Look through the listing below and report the lines that have the word "CMakeScript" in them.

--- START ---

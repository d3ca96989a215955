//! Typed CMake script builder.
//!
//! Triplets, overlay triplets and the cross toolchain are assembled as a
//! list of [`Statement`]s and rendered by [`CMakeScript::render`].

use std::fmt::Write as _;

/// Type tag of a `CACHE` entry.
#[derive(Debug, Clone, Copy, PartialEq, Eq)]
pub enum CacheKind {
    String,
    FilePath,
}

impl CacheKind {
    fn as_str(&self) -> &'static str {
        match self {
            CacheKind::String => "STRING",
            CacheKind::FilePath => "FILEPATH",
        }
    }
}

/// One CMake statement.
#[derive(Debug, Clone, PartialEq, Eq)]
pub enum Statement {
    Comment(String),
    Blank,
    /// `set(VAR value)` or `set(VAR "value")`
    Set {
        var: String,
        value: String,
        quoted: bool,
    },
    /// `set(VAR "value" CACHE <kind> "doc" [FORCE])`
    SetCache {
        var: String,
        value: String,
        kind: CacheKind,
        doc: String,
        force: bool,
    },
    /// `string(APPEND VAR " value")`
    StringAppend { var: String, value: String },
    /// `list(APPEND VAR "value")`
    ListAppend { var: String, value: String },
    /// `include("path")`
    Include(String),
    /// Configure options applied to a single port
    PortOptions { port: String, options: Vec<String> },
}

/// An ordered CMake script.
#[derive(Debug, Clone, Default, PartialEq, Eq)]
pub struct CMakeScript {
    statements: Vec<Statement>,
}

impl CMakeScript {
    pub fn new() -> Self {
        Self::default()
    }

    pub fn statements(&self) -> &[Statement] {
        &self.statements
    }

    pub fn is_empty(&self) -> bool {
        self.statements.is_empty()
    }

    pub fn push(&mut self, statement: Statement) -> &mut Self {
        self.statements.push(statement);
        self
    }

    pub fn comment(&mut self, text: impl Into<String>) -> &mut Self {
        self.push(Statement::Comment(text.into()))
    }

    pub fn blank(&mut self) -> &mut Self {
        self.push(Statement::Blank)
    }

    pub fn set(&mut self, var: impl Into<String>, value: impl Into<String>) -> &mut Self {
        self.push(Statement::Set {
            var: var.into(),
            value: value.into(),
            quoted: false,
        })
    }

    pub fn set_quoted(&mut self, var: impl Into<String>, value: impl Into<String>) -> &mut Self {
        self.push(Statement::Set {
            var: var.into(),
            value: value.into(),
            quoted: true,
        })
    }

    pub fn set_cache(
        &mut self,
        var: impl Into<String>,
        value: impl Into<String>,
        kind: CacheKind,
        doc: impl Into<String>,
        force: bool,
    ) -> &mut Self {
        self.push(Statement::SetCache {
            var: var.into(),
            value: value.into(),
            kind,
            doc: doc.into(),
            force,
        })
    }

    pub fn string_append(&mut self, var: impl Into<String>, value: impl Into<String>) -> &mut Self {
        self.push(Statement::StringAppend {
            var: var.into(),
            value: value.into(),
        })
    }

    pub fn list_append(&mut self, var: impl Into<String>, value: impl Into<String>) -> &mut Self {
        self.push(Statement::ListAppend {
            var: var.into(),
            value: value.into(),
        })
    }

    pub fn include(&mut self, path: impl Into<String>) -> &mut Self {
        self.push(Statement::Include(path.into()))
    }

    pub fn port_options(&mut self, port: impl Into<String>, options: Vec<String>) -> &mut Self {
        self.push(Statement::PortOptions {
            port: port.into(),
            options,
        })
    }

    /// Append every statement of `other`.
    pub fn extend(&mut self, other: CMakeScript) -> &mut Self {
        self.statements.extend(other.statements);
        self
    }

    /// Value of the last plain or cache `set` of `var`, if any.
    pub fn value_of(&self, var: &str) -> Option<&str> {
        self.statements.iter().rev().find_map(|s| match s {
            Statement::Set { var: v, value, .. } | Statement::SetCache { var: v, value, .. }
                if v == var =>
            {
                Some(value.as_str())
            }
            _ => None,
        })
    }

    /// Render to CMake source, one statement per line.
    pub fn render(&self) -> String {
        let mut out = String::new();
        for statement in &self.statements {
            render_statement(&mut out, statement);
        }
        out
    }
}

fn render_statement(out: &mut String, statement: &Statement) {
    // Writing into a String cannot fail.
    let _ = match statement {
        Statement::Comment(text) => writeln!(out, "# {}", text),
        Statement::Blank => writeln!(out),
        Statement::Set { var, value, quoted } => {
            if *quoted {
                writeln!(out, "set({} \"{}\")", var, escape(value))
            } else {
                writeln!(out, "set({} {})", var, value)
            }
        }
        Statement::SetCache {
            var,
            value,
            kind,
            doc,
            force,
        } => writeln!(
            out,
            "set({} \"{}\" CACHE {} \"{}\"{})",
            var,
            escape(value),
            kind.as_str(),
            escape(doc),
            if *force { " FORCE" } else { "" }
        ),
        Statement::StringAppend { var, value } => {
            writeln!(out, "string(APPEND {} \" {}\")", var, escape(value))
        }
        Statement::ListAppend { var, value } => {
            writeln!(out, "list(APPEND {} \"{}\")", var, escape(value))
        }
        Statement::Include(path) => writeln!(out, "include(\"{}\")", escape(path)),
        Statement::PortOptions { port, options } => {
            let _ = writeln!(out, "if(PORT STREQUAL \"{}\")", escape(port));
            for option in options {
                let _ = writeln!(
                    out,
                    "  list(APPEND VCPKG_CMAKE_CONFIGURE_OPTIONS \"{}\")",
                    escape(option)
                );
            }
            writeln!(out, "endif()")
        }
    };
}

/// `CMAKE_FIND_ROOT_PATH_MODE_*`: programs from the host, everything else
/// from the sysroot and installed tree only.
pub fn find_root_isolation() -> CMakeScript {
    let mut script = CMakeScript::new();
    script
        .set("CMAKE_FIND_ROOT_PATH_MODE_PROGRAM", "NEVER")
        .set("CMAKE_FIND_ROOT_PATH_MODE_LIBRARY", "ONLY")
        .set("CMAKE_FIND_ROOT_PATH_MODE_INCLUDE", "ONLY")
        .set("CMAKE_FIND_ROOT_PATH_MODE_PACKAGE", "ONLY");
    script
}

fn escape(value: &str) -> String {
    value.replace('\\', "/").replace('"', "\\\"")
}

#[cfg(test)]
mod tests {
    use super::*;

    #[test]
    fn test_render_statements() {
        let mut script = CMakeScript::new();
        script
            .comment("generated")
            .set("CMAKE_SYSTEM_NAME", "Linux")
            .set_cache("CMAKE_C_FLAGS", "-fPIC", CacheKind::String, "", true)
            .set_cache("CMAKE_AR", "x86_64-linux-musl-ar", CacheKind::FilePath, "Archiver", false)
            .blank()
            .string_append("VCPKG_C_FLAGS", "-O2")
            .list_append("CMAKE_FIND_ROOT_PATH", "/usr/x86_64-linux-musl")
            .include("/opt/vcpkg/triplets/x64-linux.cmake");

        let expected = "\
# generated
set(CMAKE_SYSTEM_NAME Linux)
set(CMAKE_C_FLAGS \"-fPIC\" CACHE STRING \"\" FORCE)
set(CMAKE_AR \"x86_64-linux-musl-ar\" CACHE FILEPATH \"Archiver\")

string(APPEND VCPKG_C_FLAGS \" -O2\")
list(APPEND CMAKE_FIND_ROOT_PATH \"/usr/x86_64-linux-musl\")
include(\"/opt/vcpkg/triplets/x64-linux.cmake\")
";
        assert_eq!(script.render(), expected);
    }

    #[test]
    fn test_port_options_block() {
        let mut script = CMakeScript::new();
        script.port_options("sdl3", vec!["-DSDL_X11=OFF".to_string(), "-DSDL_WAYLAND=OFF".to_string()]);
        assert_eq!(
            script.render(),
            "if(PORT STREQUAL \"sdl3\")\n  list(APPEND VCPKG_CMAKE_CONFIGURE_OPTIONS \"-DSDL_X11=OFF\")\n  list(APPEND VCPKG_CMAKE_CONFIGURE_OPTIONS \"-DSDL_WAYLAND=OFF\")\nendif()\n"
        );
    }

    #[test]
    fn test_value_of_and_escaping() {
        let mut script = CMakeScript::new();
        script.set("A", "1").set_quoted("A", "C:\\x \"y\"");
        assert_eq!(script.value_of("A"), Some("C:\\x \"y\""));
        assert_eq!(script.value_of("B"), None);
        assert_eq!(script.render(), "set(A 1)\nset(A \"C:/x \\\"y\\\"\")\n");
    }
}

--- END ---
--- START ---

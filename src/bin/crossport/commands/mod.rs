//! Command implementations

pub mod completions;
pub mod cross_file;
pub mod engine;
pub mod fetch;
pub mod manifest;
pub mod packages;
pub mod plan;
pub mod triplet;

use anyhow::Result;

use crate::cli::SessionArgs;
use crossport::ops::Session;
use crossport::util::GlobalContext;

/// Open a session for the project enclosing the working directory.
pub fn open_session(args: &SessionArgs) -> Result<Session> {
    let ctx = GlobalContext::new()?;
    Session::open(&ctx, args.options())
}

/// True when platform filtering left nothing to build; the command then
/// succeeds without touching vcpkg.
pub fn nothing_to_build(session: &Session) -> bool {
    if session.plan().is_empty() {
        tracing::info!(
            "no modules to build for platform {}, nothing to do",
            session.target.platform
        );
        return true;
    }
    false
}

--- END ---

## [RESPONSE BELOW]
//! list of [`Statement`]s and rendered by [`CMakeScript::render`].
pub struct CMakeScript {
impl CMakeScript {
    pub fn extend(&mut self, other: CMakeScript) -> &mut Self {
pub fn find_root_isolation() -> CMakeScript {
    let mut script = CMakeScript::new();
        let mut script = CMakeScript::new();
        let mut script = CMakeScript::new();
        let mut script = CMakeScript::new();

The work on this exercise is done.